3rd February 1355
Winter’s icy blast whistled and howled across the Northern Pyrenees. Before the last flake of snow had fluttered gently to ground the golden eagle rose from her eyrie on top of Rocher de Batail, the improbable pillar of limestone towering above the upper reaches of the Ariege River.
The eagle assessed the direction of the wind and lifted her wings. In a split second, she was airborne. She drifted north with the river, away from winter, towards spring. As she hunted for food and for a mate, a burst of sunshine produced thermals in the valley. She was free to idle away a portion of the day soaring effortlessly above and around the Chateau de Foix.
Far below, in a cavern deep beneath the chateau, warm water gushed from a fissure in the dark rock. The water carried the faintest smell of sulphur but was a perfect temperature for bathing. It flowed across the floor of a large cavern, passing through four man-made pools cut into the cavern floor. Each pool was shaped to allow an occupant to lie in comfort as the water flowed over them.

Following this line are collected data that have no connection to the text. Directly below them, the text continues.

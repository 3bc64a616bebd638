//! 测试辅助模块
//!
//! 提供 mock 实现和便捷的测试工厂方法。

use std::collections::VecDeque;
use std::sync::atomic::{AtomicU32, Ordering};
use std::time::Duration;

use async_trait::async_trait;
use chrono::{DateTime, Utc};
use dns_access_broker_provider::{
    AssumeRoleParams, CrossAccountApi, EndpointConfig, ProviderError, Result, Session,
    TemporaryCredentials,
};
use tokio::sync::{Notify, RwLock};

use crate::traits::RetrySleeper;

// ===== Error factories =====

pub fn expired_token() -> ProviderError {
    ProviderError::ExpiredToken {
        provider: "sts".to_string(),
        raw_code: "ExpiredToken".to_string(),
        raw_message: "The security token included in the request is expired".to_string(),
    }
}

pub fn access_denied(provider: &str) -> ProviderError {
    ProviderError::AccessDenied {
        provider: provider.to_string(),
        raw_code: "AccessDenied".to_string(),
        raw_message: "User: arn:aws:iam::123456789012:user/app is not authorized to perform this action"
            .to_string(),
    }
}

pub fn zone_not_found(hosted_zone_id: &str) -> ProviderError {
    ProviderError::HostedZoneNotFound {
        provider: "route53".to_string(),
        hosted_zone_id: hosted_zone_id.to_string(),
        raw_message: format!("No hosted zone found with ID: {hosted_zone_id}"),
    }
}

// ===== Sessions =====

pub fn session_expiring_at(expires_at: DateTime<Utc>) -> Session {
    Session::new(
        TemporaryCredentials {
            access_key_id: "ASIATESTSESSION".to_string(),
            secret_access_key: "secret".to_string(),
            session_token: "token".to_string(),
            expires_at,
        },
        EndpointConfig::default(),
    )
}

pub fn test_session() -> Session {
    session_expiring_at(Utc::now() + chrono::Duration::minutes(15))
}

// ===== MockCrossAccountApi =====

pub struct MockCrossAccountApi {
    endpoints: EndpointConfig,
    /// 依次返回的 assume_role 错误，耗尽后返回成功
    assume_errors: RwLock<VecDeque<ProviderError>>,
    list_error: RwLock<Option<ProviderError>>,
    get_error: RwLock<Option<ProviderError>>,
    assume_params: RwLock<Vec<AssumeRoleParams>>,
    list_max_items: RwLock<Vec<u32>>,
    /// (hosted_zone_id, access_key_id) per get_hosted_zone call
    zone_probes: RwLock<Vec<(String, String)>>,
    assume_count: AtomicU32,
    list_count: AtomicU32,
    get_count: AtomicU32,
}

impl MockCrossAccountApi {
    pub fn new() -> Self {
        Self {
            endpoints: EndpointConfig::default(),
            assume_errors: RwLock::new(VecDeque::new()),
            list_error: RwLock::new(None),
            get_error: RwLock::new(None),
            assume_params: RwLock::new(Vec::new()),
            list_max_items: RwLock::new(Vec::new()),
            zone_probes: RwLock::new(Vec::new()),
            assume_count: AtomicU32::new(0),
            list_count: AtomicU32::new(0),
            get_count: AtomicU32::new(0),
        }
    }

    pub async fn push_assume_errors(&self, errors: impl IntoIterator<Item = ProviderError>) {
        self.assume_errors.write().await.extend(errors);
    }

    pub async fn set_list_error(&self, err: Option<ProviderError>) {
        *self.list_error.write().await = err;
    }

    pub async fn set_get_error(&self, err: Option<ProviderError>) {
        *self.get_error.write().await = err;
    }

    pub fn assume_calls(&self) -> u32 {
        self.assume_count.load(Ordering::SeqCst)
    }

    pub fn list_calls(&self) -> u32 {
        self.list_count.load(Ordering::SeqCst)
    }

    pub fn get_calls(&self) -> u32 {
        self.get_count.load(Ordering::SeqCst)
    }

    pub fn total_calls(&self) -> u32 {
        self.assume_calls() + self.list_calls() + self.get_calls()
    }

    pub async fn assume_params(&self) -> Vec<AssumeRoleParams> {
        self.assume_params.read().await.clone()
    }

    pub async fn list_max_items(&self) -> Vec<u32> {
        self.list_max_items.read().await.clone()
    }

    pub async fn zone_probes(&self) -> Vec<(String, String)> {
        self.zone_probes.read().await.clone()
    }
}

#[async_trait]
impl CrossAccountApi for MockCrossAccountApi {
    fn id(&self) -> &'static str {
        "mock"
    }

    fn endpoints(&self) -> &EndpointConfig {
        &self.endpoints
    }

    async fn assume_role(&self, params: &AssumeRoleParams) -> Result<TemporaryCredentials> {
        let n = self.assume_count.fetch_add(1, Ordering::SeqCst) + 1;
        self.assume_params.write().await.push(params.clone());
        // 让并发调用有机会交错
        tokio::task::yield_now().await;

        if let Some(err) = self.assume_errors.write().await.pop_front() {
            return Err(err);
        }
        Ok(TemporaryCredentials {
            access_key_id: format!("ASIAMOCK{n:04}"),
            secret_access_key: format!("secret-{n}"),
            session_token: format!("token-{n}"),
            expires_at: Utc::now() + chrono::Duration::seconds(i64::from(params.duration_seconds)),
        })
    }

    async fn list_hosted_zones(&self, _session: &Session, max_items: u32) -> Result<()> {
        self.list_count.fetch_add(1, Ordering::SeqCst);
        self.list_max_items.write().await.push(max_items);
        tokio::task::yield_now().await;
        match self.list_error.read().await.clone() {
            Some(err) => Err(err),
            None => Ok(()),
        }
    }

    async fn get_hosted_zone(&self, session: &Session, hosted_zone_id: &str) -> Result<()> {
        self.get_count.fetch_add(1, Ordering::SeqCst);
        self.zone_probes.write().await.push((
            hosted_zone_id.to_string(),
            session.credentials().access_key_id.clone(),
        ));
        tokio::task::yield_now().await;
        match self.get_error.read().await.clone() {
            Some(err) => Err(err),
            None => Ok(()),
        }
    }
}

// ===== Sleepers =====

/// Records requested delays and returns immediately.
pub struct RecordingSleeper {
    delays: RwLock<Vec<Duration>>,
}

impl RecordingSleeper {
    pub fn new() -> Self {
        Self {
            delays: RwLock::new(Vec::new()),
        }
    }

    pub async fn delays(&self) -> Vec<Duration> {
        self.delays.read().await.clone()
    }
}

#[async_trait]
impl RetrySleeper for RecordingSleeper {
    async fn sleep(&self, duration: Duration) {
        self.delays.write().await.push(duration);
    }
}

/// Signals that a delay started, then never completes.
pub struct PendingSleeper {
    started: Notify,
}

impl PendingSleeper {
    pub fn new() -> Self {
        Self {
            started: Notify::new(),
        }
    }

    pub async fn wait_until_sleeping(&self) {
        self.started.notified().await;
    }
}

#[async_trait]
impl RetrySleeper for PendingSleeper {
    async fn sleep(&self, _duration: Duration) {
        self.started.notify_one();
        std::future::pending::<()>().await;
    }
}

Steam rose continuously and in the torchlight seemed as solid as the rock itself, albeit in perpetual swirling motion. Iorches, which lined a terrace overlooking the cavern, revealed that this was no man-made chamber. The arching walls, which supported a roof too high to be clearly seen, were natural rock.
The terrace and the curving staircase leading up to it were, however, elegantly constructed; romanesque.
Ximene Trencavel rose from one of the small pools and walked across the floor, splashing through the water until she stood directly below the spring. She lifted her arms above her head, as she revolved slowly on tiptoe, so that the invigorating cascade massaged every inch of her body.
As Ximene lingered under the natural shower, she made up her mind that the time for prevarication was over. She glanced upwards towards the terrace, hardly noticing the dramatic background; she had seen it a thousand times before. She knew he was there, brooding, unhappy, perhaps incapable of happiness. She left the shower, determined to take the first steps in shaping her destiny and that must be to separate her destiny from his. She climbed the staircase towards him.
She had no self-consciousness as she emerged from the curtain of steam and ascended the staircase. Dominic came to meet her and handed her a thick wooden dressing gown.
Habitually, Ximene delayed putting on the gown for a long minute and even then swung it round her shoulders, giving him every opportunity to admire her body. Then, pushing her arms into the sleeves of the gown, she tied it firmly round her waist.
She returned Dominic’s stare and smiled. Taking his hand, she led him to two wooden armchairs that gave a view across the chamber. She gazed at him, shaping her face to show sympathy, taking care to force a smile.
‘I am sorry; I will have good memories … but now the Transition is complete. You know that as from tonight we become “Credentes”; believers. Our Cathar faith requires that our relationships, all our relationships, start anew.
Dominic spluttered to get the words out of his mouth. ‘Some of our group want to sleep together after the farewell dinner; I just thought it would be wonderful if we did the same.’
‘No, Dominic. It is not something I want to do. All you can do is express your love for me and patiently await my reply.
‘Isn’t that what I am doing now?’
The smile left Ximene’s face. Perhaps, as she had occasionally suspected, Dominic really was stupid.
The softness left Ximene’s voice.
‘No, it is not something I want to do.’ She rose and walked determinedly out of the chamber and down the corridor towards her own apartment.
Dominic waited until Ximene was out of sight before banging his fist into the arm of his chair. He found it difficult to decide whether to run after her, begging, or to stay behind, proudly indifferent. He chose the latter course but told himself a lie, because he was far from indifferent. He burned with indignation; he was humiliated by the rejection.